- Železnička Kolonija Location within Belgrade
- Coordinates: 44°50′13″N 20°22′21″E﻿ / ﻿44.8369°N 20.3725°E
- Country: Serbia
- Region: Belgrade
- Municipality: Zemun
- Time zone: UTC+1 (CET)
- • Summer (DST): UTC+2 (CEST)
- Area code: +381(0)11
- Car plates: BG

= Železnička Kolonija =

Železnička Kolonija (Железничка Колонија) is an urban neighborhood of Belgrade, the capital of Serbia. It is located in Belgrade's municipality of Zemun.

== Location ==
Železnička Kolonija is located in the southwestern section of the urban Zemun, on the Belgrade-Novi Sad railroad. It borders the neighborhood of Novi Grad on the north and Kolonija Zmaj on the south while in the east it extends into the neighborhood of Kalvarija.

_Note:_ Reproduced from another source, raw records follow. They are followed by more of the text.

//! CLI command definitions for ars.
//!
//! Subcommands probe the agent CLI, list the task and metric catalogs, run
//! the task battery, and run the full agent evaluation against a project.

use std::path::{Path, PathBuf};

use clap::Parser;
use serde::Serialize;
use tokio_util::sync::CancellationToken;
use tracing::{info, warn};

use crate::agent::progress::{format_elapsed, format_tokens, short_metric_id};
use crate::agent::session::metric_weight;
use crate::agent::{
    all_tasks, get_cli_status, install_cli_probe, BatteryReport, CliProbe, EvalSession,
    EvaluationSummary,
};
use crate::config::EvalConfig;
use crate::metrics::all_metrics;

/// Agent-readiness evaluation for codebases.
#[derive(Parser)]
#[command(name = "ars")]
#[command(about = "Measure how well coding agents work in a codebase")]
#[command(version)]
#[command(
    long_about = "ars runs a coding-agent CLI against a project and scores how well the agent\nunderstands, navigates and reports on the code.\n\nExample usage:\n  ars check\n  ars eval ./my-service --debug-dir ./captures"
)]
pub struct Cli {
    /// The subcommand to execute.
    #[command(subcommand)]
    pub command: Commands,

    /// Log level (trace, debug, info, warn, error).
    #[arg(short, long, default_value = "info", global = true)]
    pub log_level: String,

    /// YAML configuration file. Environment variables and flags override it.
    #[arg(short, long, global = true)]
    pub config: Option<PathBuf>,
}

/// Available CLI subcommands.
#[derive(clap::Subcommand)]
pub enum Commands {
    /// Check that the agent CLI is installed and responsive.
    Check(CheckArgs),

    /// List the evaluation task catalog.
    Tasks(ListArgs),

    /// List the agent evaluation metrics.
    Metrics(ListArgs),

    /// Run every catalog task against a project and judge the responses.
    #[command(name = "run-tasks")]
    RunTasks(RunTasksArgs),

    /// Run the full agent evaluation against a project.
    Eval(EvalArgs),
}

/// Arguments for `ars check`.
#[derive(Parser, Debug)]
pub struct CheckArgs {
    /// Output JSON.
    #[arg(short = 'j', long)]
    pub json: bool,
}

/// Arguments for `ars tasks` and `ars metrics`.
#[derive(Parser, Debug)]
pub struct ListArgs {
    /// Output JSON.
    #[arg(short = 'j', long)]
    pub json: bool,
}

/// Arguments for `ars run-tasks`.
#[derive(Parser, Debug)]
pub struct RunTasksArgs {
    /// Project directory the agent works in.
    pub dir: PathBuf,

    /// Output JSON.
    #[arg(short = 'j', long)]
    pub json: bool,
}

/// Arguments for `ars eval`.
#[derive(Parser, Debug)]
pub struct EvalArgs {
    /// Project directory to evaluate.
    pub dir: PathBuf,

    /// Run metrics one at a time instead of concurrently.
    #[arg(long)]
    pub sequential: bool,

    /// Save agent responses here; replays them when the directory already has captures.
    #[arg(long)]
    pub debug_dir: Option<PathBuf>,

    /// Agent CLI executable.
    #[arg(long)]
    pub cli_binary: Option<String>,

    /// Output the JSON summary.
    #[arg(short = 'j', long)]
    pub json: bool,
}

/// Parse CLI arguments.
pub fn parse_cli() -> Cli {
    Cli::parse()
}

/// Run the CLI by parsing arguments and executing the command.
pub async fn run() -> anyhow::Result<()> {
    run_with_cli(parse_cli()).await
}

/// Run the CLI with pre-parsed arguments.
pub async fn run_with_cli(cli: Cli) -> anyhow::Result<()> {
    let config = load_config(cli.config.as_deref())?;
    match cli.command {
        Commands::Check(args) => run_check_command(&config, args).await,
        Commands::Tasks(args) => run_tasks_command(args),
        Commands::Metrics(args) => run_metrics_command(args),
        Commands::RunTasks(args) => run_battery_command(config, args).await,
        Commands::Eval(args) => run_eval_command(config, args).await,
    }
}

/// Defaults, then the YAML file, then `ARS_*` variables.
fn load_config(path: Option<&Path>) -> anyhow::Result<EvalConfig> {
    let config = match path {
        Some(path) => EvalConfig::from_yaml_file(path)?.merge_env()?,
        None => EvalConfig::from_env()?,
    };
    Ok(config)
}

/// Root cancellation token, cancelled on Ctrl-C.
fn shutdown_token() -> CancellationToken {
    let token = CancellationToken::new();
    let child = token.clone();
    tokio::spawn(async move {
        if tokio::signal::ctrl_c().await.is_ok() {
            warn!("Interrupted, stopping agent processes");
            child.cancel();
        }
    });
    token
}

async fn run_check_command(config: &EvalConfig, args: CheckArgs) -> anyhow::Result<()> {
    install_cli_probe(CliProbe::new(&config.cli_binary).with_timeout(config.probe_timeout()));
    let status = get_cli_status().await;

    if args.json {
        println!("{}", serde_json::to_string_pretty(&status)?);
    } else if status.available {
        println!("✓ {} CLI available: {}", config.cli_binary, status.version);
    } else {
        println!("✗ {}", status.error);
        println!("{}", status.install_hint);
    }
    Ok(())
}

fn run_tasks_command(args: ListArgs) -> anyhow::Result<()> {
    let tasks = all_tasks();
    if args.json {
        println!("{}", serde_json::to_string_pretty(&tasks)?);
        return Ok(());
    }
    for task in &tasks {
        println!(
            "{:<26} {:<26} {:>4}s  {}",
            task.id,
            task.name,
            task.effective_timeout_secs(),
            task.tools_allowed
        );
    }
    Ok(())
}

#[derive(Debug, Serialize)]
struct MetricInfo {
    id: &'static str,
    name: &'static str,
    description: &'static str,
    sample_count: usize,
    timeout_secs: u64,
    weight: f64,
}

fn metric_catalog() -> Vec<MetricInfo> {
    all_metrics()
        .iter()
        .map(|m| MetricInfo {
            id: m.id(),
            name: m.name(),
            description: m.description(),
            sample_count: m.sample_count(),
            timeout_secs: m.timeout().as_secs(),
            weight: metric_weight(m.id()),
        })
        .collect()
}

fn run_metrics_command(args: ListArgs) -> anyhow::Result<()> {
    let catalog = metric_catalog();
    if args.json {
        println!("{}", serde_json::to_string_pretty(&catalog)?);
        return Ok(());
    }
    for m in &catalog {
        println!(
            "{}  {:<34} samples={} timeout={}s weight={:.2}",
            short_metric_id(m.id),
            m.name,
            m.sample_count,
            m.timeout_secs,
            m.weight
        );
        println!("    {}", m.description);
    }
    Ok(())
}

fn ensure_dir(dir: &Path) -> anyhow::Result<()> {
    if !dir.is_dir() {
        return Err(anyhow::anyhow!(
            "Project directory does not exist: {}",
            dir.display()
        ));
    }
    Ok(())
}

async fn run_battery_command(config: EvalConfig, args: RunTasksArgs) -> anyhow::Result<()> {
    ensure_dir(&args.dir)?;
    config.validate()?;

    let cancel = shutdown_token();
    info!(dir = %args.dir.display(), "Running task battery");
    let report = EvalSession::new(config)
        .run_task_battery(&cancel, &args.dir)
        .await;

    if args.json {
        println!("{}", serde_json::to_string_pretty(&report)?);
    } else {
        print_battery(&report);
    }
    Ok(())
}

fn print_battery(report: &BatteryReport) {
    if !report.cli.available {
        println!("✗ {}", report.cli.error);
        println!("{}", report.cli.install_hint);
        return;
    }
    println!("\n=== Task Battery ({}) ===", report.cli.version);
    for outcome in &report.outcomes {
        let score = match (&outcome.score, &outcome.score_error) {
            (Some(score), _) => format!("{}/100", score.score),
            (None, Some(_)) => "unscored".to_string(),
            (None, None) => "-".to_string(),
        };
        println!(
            "  {:<26} [{}] {:>8} {:.1}s",
            outcome.name,
            outcome.result.status,
            score,
            outcome.result.duration.as_secs_f64()
        );
        if let Some(err) = &outcome.result.error {
            println!("    error: {err}");
        }
        if let Some(err) = &outcome.score_error {
            println!("    scoring: {err}");
        }
        if let Some(score) = &outcome.score {
            println!("    {}", score.reasoning);
        }
    }
}

async fn run_eval_command(mut config: EvalConfig, args: EvalArgs) -> anyhow::Result<()> {
    ensure_dir(&args.dir)?;
    if args.sequential {
        config.sequential = true;
    }
    if let Some(dir) = args.debug_dir {
        config.debug_dir = Some(dir);
    }
    if let Some(binary) = args.cli_binary {
        config.cli_binary = binary;
    }
    config.validate()?;

    let cancel = shutdown_token();
    let summary = EvalSession::new(config).run(&cancel, &args.dir).await?;

    if args.json {
        println!("{}", serde_json::to_string_pretty(&summary)?);
    } else {
        print_summary(&summary);
    }
    Ok(())
}

fn print_summary(summary: &EvaluationSummary) {
    if !summary.available {
        for err in &summary.errors {
            println!("✗ {err}");
        }
        println!("{}", summary.install_hint);
        return;
    }

    println!("\n=== C7 Agent Evaluation ===");
    println!("Run:            {}", summary.run_id);
    println!("Mode:           {}", summary.mode);
    if !summary.cli_version.is_empty() {
        println!("CLI:            {}", summary.cli_version);
    }
    println!();
    for m in &summary.metrics {
        let score = if m.score > 0 {
            format!("{}/10", m.score)
        } else {
            "-".to_string()
        };
        println!(
            "  {}  {:<34} {:>6}  samples={} tokens={}",
            short_metric_id(&m.id),
            m.name,
            score,
            m.samples,
            format_tokens(m.tokens_used)
        );
        if let Some(err) = &m.error {
            println!("      error: {err}");
        }
    }
    println!();
    println!("Weighted score: {:.1}/10", summary.weighted_score);
    println!(
        "Tokens:         {} (est. ${:.2})",
        format_tokens(summary.total_tokens),
        summary.cost_usd
    );
    println!(
        "Duration:       {}",
        format_elapsed(std::time::Duration::from_secs_f64(summary.duration_secs))
    );
    for err in &summary.errors {
        println!("Note: {err}");
    }
}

== History and characteristics ==
The neighborhood was built in 1929 for railway workers and families in Belgrade, as an initiative from Laza Đorđević, a retired member of Serbia's Ministry of Transport; the name "Železnička Kolonija" translates literally to "Railway Colony." By 1932, the neighborhood had 75 homes, and by 1937 150 homes, at which point approximately 1,200 people lived there.

Železnička Kolonija was designed along the characteristics of Ebenezer Howard's "garden city" model, with abundant green space and orchards. A school was constructed in 1933, followed by restaurants and small businesses, as well as a police station in 1936. After World War II, the urban fabric of the neighborhood was severely disrupted by the addition of vertical extensions to many old homes and the construction of high-rise residential businesses. Architects Mihailo Čanak and Aleksandar Đokić attempted in the late 1970s and 80s to unify the original design of the "garden city" with the push for expanded housing in the neighborhood through expanding the greenery, using red brick in construction, and the "Košutnjak" crafts center opened in 1986.